No es útil indoctrinar a los jóvenes en ver el pasado, por heroico que sea, como culto, en vez de referencia. La primera visión es más religiosa que marxista, la segunda, puede llegar a ser dialéctica. Fidel dejó como última enseñanza que no le hicieran iconos de adoración. Ello no fue resultado de su mítica modestia, fue resultado de su comprensión dialéctica de la historia como suceso irrepetible. Quienes ponen esfuerzo en circunvalar esa voluntad, como si de un capricho inconfesable se tratase, no han entendido nada.

Enseñar a pensar, he ahí nuestra ventaja discursiva. El capitalismo no puede darse ese lujo.

Todo esto ya fue dicho por el irrepetible e irreverente Alfredo Guevara. Prefiero contar hasta diez, diez veces, por oir la insolencia contestaria de igual número de jóvenes, que caerme de sueño por oir diez declamaciones iguales, en emulación entre ellas, recitando al mismo ritmo loas empalagosas y poco útiles a la Revolución o buscando quien acompaña el nombre de Fidel con más adjetivos. El Che los llamaba guatacones. Realmente se debería emplear el intelecto en algo más productivo para la Revolución.

Desde Céspedes hasta Fidel, la Revolución se hizo por quienes retaron el “sentido común” de los que le precedieron. Ahora que está en el poder, su ejercicio generacional debe basarse en superar la función reproductiva que el capitalismo le da a la historia pretendiéndola como un suceso aburrido de mediocridades. Frente a su empeño en idiotizar a la juventud como mecanismo de fin de la historia, debemos contraponer el de una sociedad que también es distinta al aupar a la juventud a pensar y actuar como superadora constante y dialéctica de todos los pasados incluyendo el nuestro.

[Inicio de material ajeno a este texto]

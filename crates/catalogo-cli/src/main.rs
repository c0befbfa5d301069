//! Product catalog converter CLI.

use clap::{ColorChoice, Parser};
use std::io::{self, IsTerminal};
use tracing::level_filters::LevelFilter;

use catalogo_cli::logging::{LogConfig, LogFormat, init_logging};
use catalogo_cli::pipeline::{ConversionRequest, run_conversion};
use catalogo_transform::{ConvertOptions, NumberFormat};

mod cli;
mod summary;

use crate::cli::{Cli, LogFormatArg, LogLevelArg};
use crate::summary::print_summary;

fn main() {
    let cli = Cli::parse();
    cli.color.write_global();
    init_logging(&log_config_from_cli(&cli));

    let request = ConversionRequest {
        input: cli.input,
        output: cli.output,
        options: ConvertOptions {
            strict: cli.strict,
            number_format: NumberFormat::brazilian(),
        },
        dump_colmap: cli.debug,
    };
    let exit_code = match run_conversion(&request) {
        Ok(result) => {
            print_summary(&result);
            if result.has_errors { 1 } else { 0 }
        }
        Err(error) => {
            eprintln!("error: {error:#}");
            1
        }
    };
    std::process::exit(exit_code);
}

/// Build logging configuration from CLI flags with consistent precedence.
fn log_config_from_cli(cli: &Cli) -> LogConfig {
    let mut config = LogConfig {
        level_filter: cli.verbosity.tracing_level_filter(),
        ..LogConfig::default()
    };
    if cli.debug && config.level_filter < LevelFilter::DEBUG {
        config.level_filter = LevelFilter::DEBUG;
    }
    config.use_env_filter = !(cli.verbosity.is_present() || cli.debug || cli.log_level.is_some());
    if let Some(level) = cli.log_level {
        config.level_filter = match level {
            LogLevelArg::Error => LevelFilter::ERROR,
            LogLevelArg::Warn => LevelFilter::WARN,
            LogLevelArg::Info => LevelFilter::INFO,
            LogLevelArg::Debug => LevelFilter::DEBUG,
            LogLevelArg::Trace => LevelFilter::TRACE,
        };
    }
    config.format = match cli.log_format {
        LogFormatArg::Pretty => LogFormat::Pretty,
        LogFormatArg::Compact => LogFormat::Compact,
        LogFormatArg::Json => LogFormat::Json,
    };
    config.with_ansi = match cli.color.color {
        ColorChoice::Always => true,
        ColorChoice::Never => false,
        ColorChoice::Auto => io::stderr().is_terminal(),
    };
    config
}
//! Locale-aware numeric parsing.
//!
//! Source spreadsheets use the Brazilian convention: `.` groups thousands,
//! `,` marks the decimal. The conversion is one-directional and is a
//! documented format assumption, not a general parser: a value that was
//! originally dot-decimal ("1.5") parses as fifteen. Alternate locales swap
//! the separators here without touching extraction logic.

/// A thousands/decimal separator pair.
#[derive(Debug, Clone, Copy, PartialEq, Eq)]
pub struct NumberFormat {
    pub thousands: char,
    pub decimal: char,
}

impl NumberFormat {
    /// Thousands dot, decimal comma ("1.234,56").
    pub fn brazilian() -> Self {
        Self {
            thousands: '.',
            decimal: ',',
        }
    }

    /// Parses a cell's text content. Returns `None` for blank or
    /// unparseable input; never panics.
    pub fn parse(&self, raw: &str) -> Option<f64> {
        let trimmed = raw.trim();
        if trimmed.is_empty() {
            return None;
        }
        let cleaned: String = trimmed
            .chars()
            .filter(|ch| *ch != self.thousands)
            .map(|ch| if ch == self.decimal { '.' } else { ch })
            .collect();
        cleaned.parse::<f64>().ok().filter(|value| !value.is_nan())
    }
}

impl Default for NumberFormat {
    fn default() -> Self {
        Self::brazilian()
    }
}

/// Formats a number without trailing zeros ("10.50" -> "10.5", "10.0" -> "10").
pub fn format_number(value: f64) -> String {
    let rendered = format!("{value}");
    if rendered.contains('.') {
        rendered
            .trim_end_matches('0')
            .trim_end_matches('.')
            .to_string()
    } else {
        rendered
    }
}
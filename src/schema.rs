//! Declarative table schemas.
//!
//! A schema arrives as a JSON object mapping column names to option
//! objects, either already parsed or as text:
//!
//! ```json
//! {
//!   "id":   {"type": "INTEGER", "primary_key": true, "auto_increment": true},
//!   "name": {"type": "TEXT", "not_null": true}
//! }
//! ```
//!
//! [`TableDefinition::interpret`] validates it once into a strict model.
//! Nothing downstream re-checks names or types.

use crate::error::{Result, StoreError};
use log::warn;
use serde::{Deserialize, Deserializer};

/// Raw schema input, before validation
#[derive(Debug, Clone, PartialEq)]
pub enum SchemaInput {
    Structured(serde_json::Value),
    Text(String),
}

impl From<serde_json::Value> for SchemaInput {
    fn from(value: serde_json::Value) -> Self {
        SchemaInput::Structured(value)
    }
}

impl From<serde_json::Map<String, serde_json::Value>> for SchemaInput {
    fn from(map: serde_json::Map<String, serde_json::Value>) -> Self {
        SchemaInput::Structured(serde_json::Value::Object(map))
    }
}

impl From<&str> for SchemaInput {
    fn from(text: &str) -> Self {
        SchemaInput::Text(text.to_string())
    }
}

impl From<String> for SchemaInput {
    fn from(text: String) -> Self {
        SchemaInput::Text(text)
    }
}

/// Per-column options as written by the caller. Unknown keys are ignored.
#[derive(Debug, Clone, Default, PartialEq, Deserialize)]
#[serde(default)]
pub struct ColumnOptions {
    /// Left optional here so a missing type is reported against its column
    #[serde(rename = "type")]
    pub data_type: Option<String>,
    pub not_null: bool,
    pub primary_key: bool,
    pub auto_increment: bool,
    pub unique: bool,
    #[serde(deserialize_with = "literal")]
    pub default: Option<String>,
}

// Defaults are literals; accept numbers and booleans as well as strings.
fn literal<'de, D>(deserializer: D) -> std::result::Result<Option<String>, D::Error>
where
    D: Deserializer<'de>,
{
    Ok(match Option::<serde_json::Value>::deserialize(deserializer)? {
        None | Some(serde_json::Value::Null) => None,
        Some(serde_json::Value::String(s)) => Some(s),
        Some(other) => Some(other.to_string()),
    })
}

#[derive(Debug, Clone, PartialEq)]
pub struct ColumnDefinition {
    pub name: String,
    /// Backend-native type token, e.g. `INTEGER` or `VARCHAR(64)`
    pub data_type: String,
    pub not_null: bool,
    pub primary_key: bool,
    pub auto_increment: bool,
    pub unique: bool,
    /// Emitted verbatim after `DEFAULT`
    pub default_value: Option<String>,
}

impl ColumnDefinition {
    pub fn new(name: &str, data_type: &str) -> Self {
        Self {
            name: name.to_string(),
            data_type: data_type.to_string(),
            not_null: false,
            primary_key: false,
            auto_increment: false,
            unique: false,
            default_value: None,
        }
    }

    pub fn not_null(mut self) -> Self {
        self.not_null = true;
        self
    }

    pub fn primary_key(mut self) -> Self {
        self.primary_key = true;
        self
    }

    pub fn auto_increment(mut self) -> Self {
        self.auto_increment = true;
        self
    }

    pub fn unique(mut self) -> Self {
        self.unique = true;
        self
    }

    pub fn with_default(mut self, literal: &str) -> Self {
        self.default_value = Some(literal.to_string());
        self
    }

    fn from_options(name: &str, options: ColumnOptions) -> Result<Self> {
        let data_type = options.data_type.ok_or_else(|| {
            StoreError::Validation(format!("column '{}' does not include a \"type\" field", name))
        })?;
        Ok(Self {
            name: name.to_string(),
            data_type,
            not_null: options.not_null,
            primary_key: options.primary_key,
            auto_increment: options.auto_increment,
            unique: options.unique,
            default_value: options.default,
        })
    }

    /// Column clause: name, type, then NOT NULL, PRIMARY KEY, AUTOINCREMENT,
    /// UNIQUE and DEFAULT in that order.
    pub fn clause(&self) -> String {
        let mut clause = format!("{} {}", self.name, self.data_type);
        if self.not_null {
            clause.push_str(" NOT NULL");
        }
        if self.primary_key {
            clause.push_str(" PRIMARY KEY");
        }
        if self.auto_increment {
            clause.push_str(" AUTOINCREMENT");
        }
        if self.unique {
            clause.push_str(" UNIQUE");
        }
        if let Some(default) = &self.default_value {
            clause.push_str(" DEFAULT ");
            clause.push_str(default);
        }
        clause
    }
}

/// A validated table: legal identifiers, at least one column, at most one
/// primary key.
#[derive(Debug, Clone, PartialEq)]
pub struct TableDefinition {
    pub name: String,
    pub columns: Vec<ColumnDefinition>,
}

impl TableDefinition {
    /// Validate hand-built columns.
    pub fn new(name: &str, columns: Vec<ColumnDefinition>) -> Result<Self> {
        validate_identifier(name)?;
        if columns.is_empty() {
            return Err(StoreError::Validation(format!(
                "table '{}' has no columns",
                name
            )));
        }

        let mut seen: Vec<&str> = Vec::with_capacity(columns.len());
        for column in &columns {
            validate_identifier(&column.name)?;
            validate_type_token(&column.name, &column.data_type)?;
            if seen.contains(&column.name.as_str()) {
                return Err(StoreError::Validation(format!(
                    "column '{}' is defined twice",
                    column.name
                )));
            }
            seen.push(&column.name);
        }

        let mut definition = Self {
            name: name.to_string(),
            columns,
        };
        definition.keep_first_primary_key();
        Ok(definition)
    }

    /// Interpret a declarative schema.
    pub fn interpret(name: &str, input: impl Into<SchemaInput>) -> Result<Self> {
        let parsed = match input.into() {
            SchemaInput::Structured(value) => value,
            SchemaInput::Text(text) => serde_json::from_str(&text)?,
        };
        let serde_json::Value::Object(map) = parsed else {
            return Err(StoreError::Validation(format!(
                "schema for table '{}' must be an object of columns",
                name
            )));
        };

        let columns = map
            .into_iter()
            .map(|(column, options)| {
                if !options.is_object() {
                    return Err(StoreError::Validation(format!(
                        "options for column '{}' must be an object",
                        column
                    )));
                }
                let options: ColumnOptions = serde_json::from_value(options).map_err(|e| {
                    StoreError::Validation(format!("column '{}': {}", column, e))
                })?;
                ColumnDefinition::from_options(&column, options)
            })
            .collect::<Result<Vec<_>>>()?;

        Self::new(name, columns)
    }

    pub fn primary_key(&self) -> Option<&ColumnDefinition> {
        self.columns.iter().find(|c| c.primary_key)
    }

    fn keep_first_primary_key(&mut self) {
        let mut defined = false;
        for column in &mut self.columns {
            if !column.primary_key {
                continue;
            }
            if defined {
                warn!(
                    "At least 2 primary keys defined for table {}! - Ignoring primary key {}",
                    self.name, column.name
                );
                column.primary_key = false;
            }
            defined = true;
        }
    }
}

/// Check a table or column name before it is interpolated into SQL.
pub fn validate_identifier(name: &str) -> Result<&str> {
    let mut chars = name.chars();
    let valid = match chars.next() {
        Some(first) => {
            (first.is_ascii_alphabetic() || first == '_')
                && chars.all(|c| c.is_ascii_alphanumeric() || c == '_')
        }
        None => false,
    };
    if valid {
        Ok(name)
    } else {
        Err(StoreError::InvalidIdentifier(name.to_string()))
    }
}

// Words that start a column constraint, never part of a type name.
const CONSTRAINT_WORDS: &[&str] = &[
    "AS",
    "AUTOINCREMENT",
    "CHECK",
    "COLLATE",
    "CONSTRAINT",
    "DEFAULT",
    "GENERATED",
    "KEY",
    "NOT",
    "NULL",
    "PRIMARY",
    "REFERENCES",
    "UNIQUE",
];

/// Type tokens look like `NAME[ NAME]*[(digits[, digits])]`, e.g.
/// `UNSIGNED BIG INT` or `DECIMAL(10, 2)`.
fn validate_type_token(column: &str, token: &str) -> Result<()> {
    let token = token.trim();
    let (words, size) = match token.find('(') {
        Some(idx) => (&token[..idx], Some(&token[idx..])),
        None => (token, None),
    };

    let words_valid = !words.trim().is_empty()
        && words.split_whitespace().all(|word| {
            word.starts_with(|c: char| c.is_ascii_alphabetic())
                && word.chars().all(|c| c.is_ascii_alphanumeric() || c == '_')
                && !CONSTRAINT_WORDS.contains(&word.to_ascii_uppercase().as_str())
        });

    let size_valid = match size {
        None => true,
        Some(size) => match size.strip_prefix('(').and_then(|s| s.strip_suffix(')')) {
            Some(inner) => {
                let parts: Vec<&str> = inner.split(',').map(str::trim).collect();
                parts.len() <= 2
                    && parts
                        .iter()
                        .all(|p| !p.is_empty() && p.chars().all(|c| c.is_ascii_digit()))
            }
            None => false,
        },
    };

    if words_valid && size_valid {
        Ok(())
    } else {
        Err(StoreError::Validation(format!(
            "column '{}' has an invalid type '{}'",
            column, token
        )))
    }
}

#[cfg(test)]
mod tests {
    use super::*;
    use serde_json::json;

    #[test]
    fn test_interpret_keeps_column_order() {
        let def = TableDefinition::interpret(
            "users",
            r#"{"zeta": {"type": "TEXT"}, "alpha": {"type": "INTEGER"}}"#,
        )
        .unwrap();
        let names: Vec<_> = def.columns.iter().map(|c| c.name.as_str()).collect();
        assert_eq!(names, vec!["zeta", "alpha"]);
    }

    #[test]
    fn test_clause_modifier_order() {
        let column = ColumnDefinition::new("id", "INTEGER")
            .with_default("0")
            .unique()
            .auto_increment()
            .primary_key()
            .not_null();
        assert_eq!(
            column.clause(),
            "id INTEGER NOT NULL PRIMARY KEY AUTOINCREMENT UNIQUE DEFAULT 0"
        );
    }

    #[test]
    fn test_missing_type_names_column() {
        let err = TableDefinition::interpret(
            "t",
            json!({"ok": {"type": "TEXT"}, "broken": {"not_null": true}}),
        )
        .unwrap_err();
        match err {
            StoreError::Validation(msg) => assert!(msg.contains("broken")),
            other => panic!("unexpected error {:?}", other),
        }
    }

    #[test]
    fn test_parse_failure_is_distinct() {
        let err = TableDefinition::interpret("t", "{not json").unwrap_err();
        assert!(matches!(err, StoreError::Parse(_)));
    }

    #[test]
    fn test_second_primary_key_dropped() {
        let def = TableDefinition::interpret(
            "t",
            json!({
                "a": {"type": "INTEGER", "primary_key": true},
                "b": {"type": "INTEGER", "primary_key": true}
            }),
        )
        .unwrap();
        assert!(def.columns[0].primary_key);
        assert!(!def.columns[1].primary_key);
        assert_eq!(def.primary_key().unwrap().name, "a");
    }

    #[test]
    fn test_empty_schema_rejected() {
        let err = TableDefinition::interpret("t", json!({})).unwrap_err();
        assert!(matches!(err, StoreError::Validation(_)));
    }

    #[test]
    fn test_non_object_options_rejected() {
        let err = TableDefinition::interpret("t", json!({"a": "TEXT"})).unwrap_err();
        assert!(matches!(err, StoreError::Validation(_)));
    }

    #[test]
    fn test_numeric_default_literal() {
        let def =
            TableDefinition::interpret("t", json!({"n": {"type": "INTEGER", "default": 5}}))
                .unwrap();
        assert_eq!(def.columns[0].clause(), "n INTEGER DEFAULT 5");
    }

    #[test]
    fn test_identifiers() {
        assert!(validate_identifier("_users_2").is_ok());
        assert!(validate_identifier("2users").is_err());
        assert!(validate_identifier("users; DROP TABLE x").is_err());
        assert!(validate_identifier("").is_err());

        let err = TableDefinition::interpret("t", json!({"bad name": {"type": "TEXT"}}))
            .unwrap_err();
        assert!(matches!(err, StoreError::InvalidIdentifier(_)));
    }

    #[test]
    fn test_type_token_checked() {
        assert!(TableDefinition::new("t", vec![ColumnDefinition::new("p", "DECIMAL(10, 2)")])
            .is_ok());
        let err = TableDefinition::new("t", vec![ColumnDefinition::new("p", "TEXT); --")])
            .unwrap_err();
        assert!(matches!(err, StoreError::Validation(_)));
    }

    #[test]
    fn test_type_token_grammar() {
        let accepted = [
            "INTEGER",
            "UNSIGNED BIG INT",
            "VARCHAR(64)",
            "varchar (64)",
            "NUMERIC(8,3)",
        ];
        for token in accepted {
            assert!(
                validate_type_token("c", token).is_ok(),
                "{} should be accepted",
                token
            );
        }
        for token in [
            "TEXT, injected INTEGER",
            "TEXT PRIMARY KEY",
            "INTEGER NOT NULL",
            "TEXT DEFAULT x",
            "INT(1, 2, 3)",
            "INT(a)",
            "INT(1) UNIQUE",
            "(10)",
            "",
        ] {
            assert!(
                validate_type_token("c", token).is_err(),
                "{} should be rejected",
                token
            );
        }
    }

    #[test]
    fn test_type_cannot_smuggle_constraints() {
        let err = TableDefinition::interpret(
            "t",
            json!({
                "a": {"type": "INTEGER", "primary_key": true},
                "b": {"type": "TEXT PRIMARY KEY"}
            }),
        )
        .unwrap_err();
        assert!(matches!(err, StoreError::Validation(ref msg) if msg.contains("'b'")));

        let err = TableDefinition::interpret(
            "t",
            json!({"c": {"type": "TEXT, injected INTEGER"}}),
        )
        .unwrap_err();
        assert!(matches!(err, StoreError::Validation(ref msg) if msg.contains("'c'")));
    }

    #[test]
    fn test_duplicate_column_rejected() {
        let err = TableDefinition::new(
            "t",
            vec![
                ColumnDefinition::new("a", "TEXT"),
                ColumnDefinition::new("a", "TEXT"),
            ],
        )
        .unwrap_err();
        assert!(matches!(err, StoreError::Validation(_)));
    }
}
use crate::config::{ConfigSource, DbSettings, Driver};
use crate::error::{Result, StoreError};
use crate::schema::{SchemaInput, TableDefinition};
use crate::statement::SqlQuery;
use crate::value::{Record, Row, Value};
use log::{debug, error, info, warn};
use rusqlite::{params_from_iter, Connection, OpenFlags};
use std::sync::{Mutex, MutexGuard};

/// Lookup of rows whose `column` equals `value`
#[derive(Debug, Clone, PartialEq)]
pub struct ReadOperation {
    pub table: String,
    pub column: String,
    pub value: Value,
    /// Projected columns; `None` selects every column
    pub fields: Option<Vec<String>>,
    /// Return at most one row
    pub unique: bool,
}

impl ReadOperation {
    pub fn new(table: &str, column: &str, value: impl Into<Value>) -> Self {
        Self {
            table: table.to_string(),
            column: column.to_string(),
            value: value.into(),
            fields: None,
            unique: false,
        }
    }

    pub fn with_fields(mut self, fields: &[&str]) -> Self {
        self.fields = Some(fields.iter().map(|f| f.to_string()).collect());
        self
    }

    pub fn unique(mut self) -> Self {
        self.unique = true;
        self
    }
}

#[derive(Debug, Clone, PartialEq)]
pub struct CreateOperation {
    pub table: String,
    pub record: Record,
}

#[derive(Debug, Clone, PartialEq)]
pub enum CrudOperation {
    Create(CreateOperation),
    Read(ReadOperation),
}

#[derive(Debug, Clone, PartialEq)]
pub enum FetchOutcome {
    Rows(Vec<Row>),
    /// Result of a unique fetch; `None` when nothing matched
    Unique(Option<Row>),
}

impl FetchOutcome {
    /// First row of either shape
    pub fn into_first(self) -> Option<Row> {
        match self {
            FetchOutcome::Rows(rows) => rows.into_iter().next(),
            FetchOutcome::Unique(row) => row,
        }
    }
}

#[derive(Debug, Clone, PartialEq)]
pub enum CrudOutcome {
    Inserted,
    Fetched(FetchOutcome),
}

#[derive(Debug, Clone, Copy, PartialEq, Eq)]
pub enum TableCreation {
    Created,
    /// The table was already present; nothing was executed
    AlreadyExists,
}

/// SQLite-backed store holding at most one connection, opened on first use.
///
/// The store is `Sync`; share it behind an `Arc` and every caller goes
/// through the same handle. Each statement commits on its own.
pub struct SqliteStore {
    settings: DbSettings,
    connection: Mutex<Option<Connection>>,
}

impl SqliteStore {
    /// Create a store; nothing is opened until the first operation
    pub fn new(settings: DbSettings) -> Self {
        Self {
            settings,
            connection: Mutex::new(None),
        }
    }

    /// Create a store and open its connection immediately
    pub fn connect(settings: DbSettings) -> Result<Self> {
        let store = Self::new(settings);
        store.ensure_connection()?;
        Ok(store)
    }

    pub fn from_config<S: ConfigSource + ?Sized>(source: &S) -> Result<Self> {
        info!("read config...");
        let settings = DbSettings::from_source(source)
            .inspect_err(|e| error!("Database config is not usable! - Error: {}", e))?;
        Ok(Self::new(settings))
    }

    pub fn settings(&self) -> &DbSettings {
        &self.settings
    }

    pub fn is_connected(&self) -> bool {
        self.connection
            .lock()
            .map(|conn| conn.is_some())
            .unwrap_or(false)
    }

    /// Open the connection if it is not open yet.
    pub fn ensure_connection(&self) -> Result<()> {
        self.with_connection(|_| Ok(()))
    }

    pub fn table_exists(&self, name: &str) -> Result<bool> {
        self.with_connection(|conn| table_exists(conn, name))
            .inspect_err(|e| error!("Error while checking for table {}! - Error: {}", name, e))
    }

    /// Create `name` from a declarative schema unless it already exists.
    pub fn create_table(
        &self,
        name: &str,
        schema: impl Into<SchemaInput>,
    ) -> Result<TableCreation> {
        let schema = schema.into();
        self.create_with(name, move || TableDefinition::interpret(name, schema))
    }

    /// Create a table from an already validated definition.
    pub fn create_table_from(&self, definition: &TableDefinition) -> Result<TableCreation> {
        self.create_with(&definition.name, || Ok(definition.clone()))
    }

    pub fn fetch(&self, op: &ReadOperation) -> Result<FetchOutcome> {
        self.with_connection(|conn| fetch(conn, op)).inspect_err(|e| {
            error!(
                "Error while fetching value from table {}! - Error: {}",
                op.table, e
            )
        })
    }

    pub fn fetch_all(
        &self,
        table: &str,
        column: &str,
        value: impl Into<Value>,
    ) -> Result<Vec<Row>> {
        let op = ReadOperation::new(table, column, value);
        Ok(match self.fetch(&op)? {
            FetchOutcome::Rows(rows) => rows,
            FetchOutcome::Unique(row) => row.into_iter().collect(),
        })
    }

    pub fn fetch_one(
        &self,
        table: &str,
        column: &str,
        value: impl Into<Value>,
    ) -> Result<Option<Row>> {
        let op = ReadOperation::new(table, column, value).unique();
        Ok(self.fetch(&op)?.into_first())
    }

    /// Fetch and read the first column of the first row as a flag.
    ///
    /// No matching row reads as `false`.
    pub fn fetch_as_bool(&self, op: &ReadOperation) -> Result<bool> {
        let first = self
            .fetch(op)?
            .into_first()
            .and_then(|row| row.into_values().into_iter().next());
        match first {
            Some(value) => value.coerce_bool().inspect_err(|_| {
                error!(
                    "Error while converting fetched \"{:?}\" value to bool! - Unsupported type {}",
                    value,
                    value.type_name()
                )
            }),
            None => {
                debug!(
                    "No value in {} where {} matched, reading as false",
                    op.table, op.column
                );
                Ok(false)
            }
        }
    }

    /// Insert one row. Nested values are stored as JSON text.
    pub fn insert(&self, table: &str, record: &Record) -> Result<()> {
        let verify = self.settings.verify_inserts;
        self.with_connection(|conn| insert(conn, table, record, verify))
            .inspect_err(|e| {
                error!(
                    "Error while inserting value in table {}! - Error: {}",
                    table, e
                )
            })
    }

    pub fn execute_crud(&self, op: CrudOperation) -> Result<CrudOutcome> {
        match op {
            CrudOperation::Create(create) => {
                self.insert(&create.table, &create.record)?;
                Ok(CrudOutcome::Inserted)
            }
            CrudOperation::Read(read) => Ok(CrudOutcome::Fetched(self.fetch(&read)?)),
        }
    }

    fn create_with(
        &self,
        name: &str,
        definition: impl FnOnce() -> Result<TableDefinition>,
    ) -> Result<TableCreation> {
        self.with_connection(|conn| {
            if table_exists(conn, name)? {
                warn!("Table {} already exist! - SKIP", name);
                return Ok(TableCreation::AlreadyExists);
            }
            info!("Create table {}", name);
            let definition = definition()?;
            create_table(conn, &definition)?;
            Ok(TableCreation::Created)
        })
        .inspect_err(|e| error!("Error while creating table {}! - Error: {}", name, e))
    }

    fn with_connection<T>(&self, f: impl FnOnce(&Connection) -> Result<T>) -> Result<T> {
        let mut guard = self.lock()?;
        if guard.is_none() {
            *guard = Some(open(&self.settings)?);
        }
        match guard.as_ref() {
            Some(conn) => f(conn),
            None => Err(StoreError::Connect("connection was not initialized".to_string())),
        }
    }

    fn lock(&self) -> Result<MutexGuard<'_, Option<Connection>>> {
        self.connection
            .lock()
            .map_err(|e| StoreError::LockPoisoned(e.to_string()))
    }
}

fn open(settings: &DbSettings) -> Result<Connection> {
    info!("Init database with driver {}...", settings.driver.as_str());
    let conn = match settings.driver {
        Driver::Sqlite => {
            let path = settings.resolved_path()?;
            info!("Selected DB Driver is SQLite, file {}", path.display());
            Connection::open(&path)
        }
        Driver::Memory => {
            let uri = settings.memory_uri();
            info!("Selected DB Driver is SQLite-Memory, {}", uri);
            Connection::open_with_flags(
                &uri,
                OpenFlags::SQLITE_OPEN_READ_WRITE
                    | OpenFlags::SQLITE_OPEN_CREATE
                    | OpenFlags::SQLITE_OPEN_URI
                    | OpenFlags::SQLITE_OPEN_NO_MUTEX,
            )
        }
        Driver::MySql => {
            return Err(StoreError::UnsupportedBackend {
                driver: settings.driver.as_str().to_string(),
                reason: "recognized but not implemented".to_string(),
            })
        }
    }
    .map_err(|e| StoreError::Connect(e.to_string()))?;
    debug!("DB initialized!");
    Ok(conn)
}

fn table_exists(conn: &Connection, name: &str) -> Result<bool> {
    let query = SqlQuery::table_exists(name);
    let mut stmt = conn.prepare(&query.statement)?;
    Ok(stmt.exists(params_from_iter(query.params.iter()))?)
}

fn create_table(conn: &Connection, definition: &TableDefinition) -> Result<()> {
    let query = SqlQuery::create_table(definition);
    debug!("Query successfully generated. Query: {}", query.statement);
    conn.execute(&query.statement, params_from_iter(query.params.iter()))?;

    if !table_exists(conn, &definition.name)? {
        return Err(StoreError::PostCondition(format!(
            "table {} does not exist after creation",
            definition.name
        )));
    }
    Ok(())
}

fn fetch(conn: &Connection, op: &ReadOperation) -> Result<FetchOutcome> {
    if !table_exists(conn, &op.table)? {
        return Err(StoreError::TableNotFound(op.table.clone()));
    }
    let query = SqlQuery::select_where(
        &op.table,
        &op.column,
        op.value.clone(),
        op.fields.as_deref(),
    )?;
    debug!("Prepared query: {}", query.statement);

    let mut stmt = conn.prepare(&query.statement)?;
    let columns: Vec<String> = stmt.column_names().into_iter().map(String::from).collect();
    let mut rows = stmt.query(params_from_iter(query.params.iter()))?;

    let read = |row: &rusqlite::Row<'_>| -> Result<Row> {
        let values = (0..columns.len())
            .map(|idx| row.get::<_, Value>(idx))
            .collect::<rusqlite::Result<Vec<_>>>()?;
        Ok(Row::new(columns.clone(), values))
    };

    if op.unique {
        let row = rows.next()?.map(&read).transpose()?;
        return Ok(FetchOutcome::Unique(row));
    }
    let mut found = Vec::new();
    while let Some(row) = rows.next()? {
        found.push(read(row)?);
    }
    Ok(FetchOutcome::Rows(found))
}

fn insert(conn: &Connection, table: &str, record: &Record, verify: bool) -> Result<()> {
    if !table_exists(conn, table)? {
        return Err(StoreError::TableNotFound(table.to_string()));
    }
    let query = SqlQuery::insert(table, record)?;
    debug!("Prepared query: {}", query.statement);

    let affected = conn
        .execute(&query.statement, params_from_iter(query.params.iter()))
        .inspect_err(|_| error!("Statement: {}, values: {:?}", query.statement, query.params))?;

    if verify && affected != 1 {
        return Err(StoreError::PostCondition(format!(
            "insert into {} affected {} rows",
            table, affected
        )));
    }
    Ok(())
}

Si de juventud se trata, nuestra función, en términos educativos, es impregnarle a la rebeldía del joven el contenido de insolencia cósmica que los haga continuidad de esencias, y no aldeano vil, ignorante del gigante de las siete leguas que va engullendo mundos y de las batallas que se dan en el cosmos por la existencia humana. Nuestra función es ayudarlos a hacerse revolucionarios de esa cualidad que significa hacer que la Revolución renazca distinta e igual con cada generación. Es educarlos a exorcizar la insoportable levedad del ser con el peso sublime de lo que funda.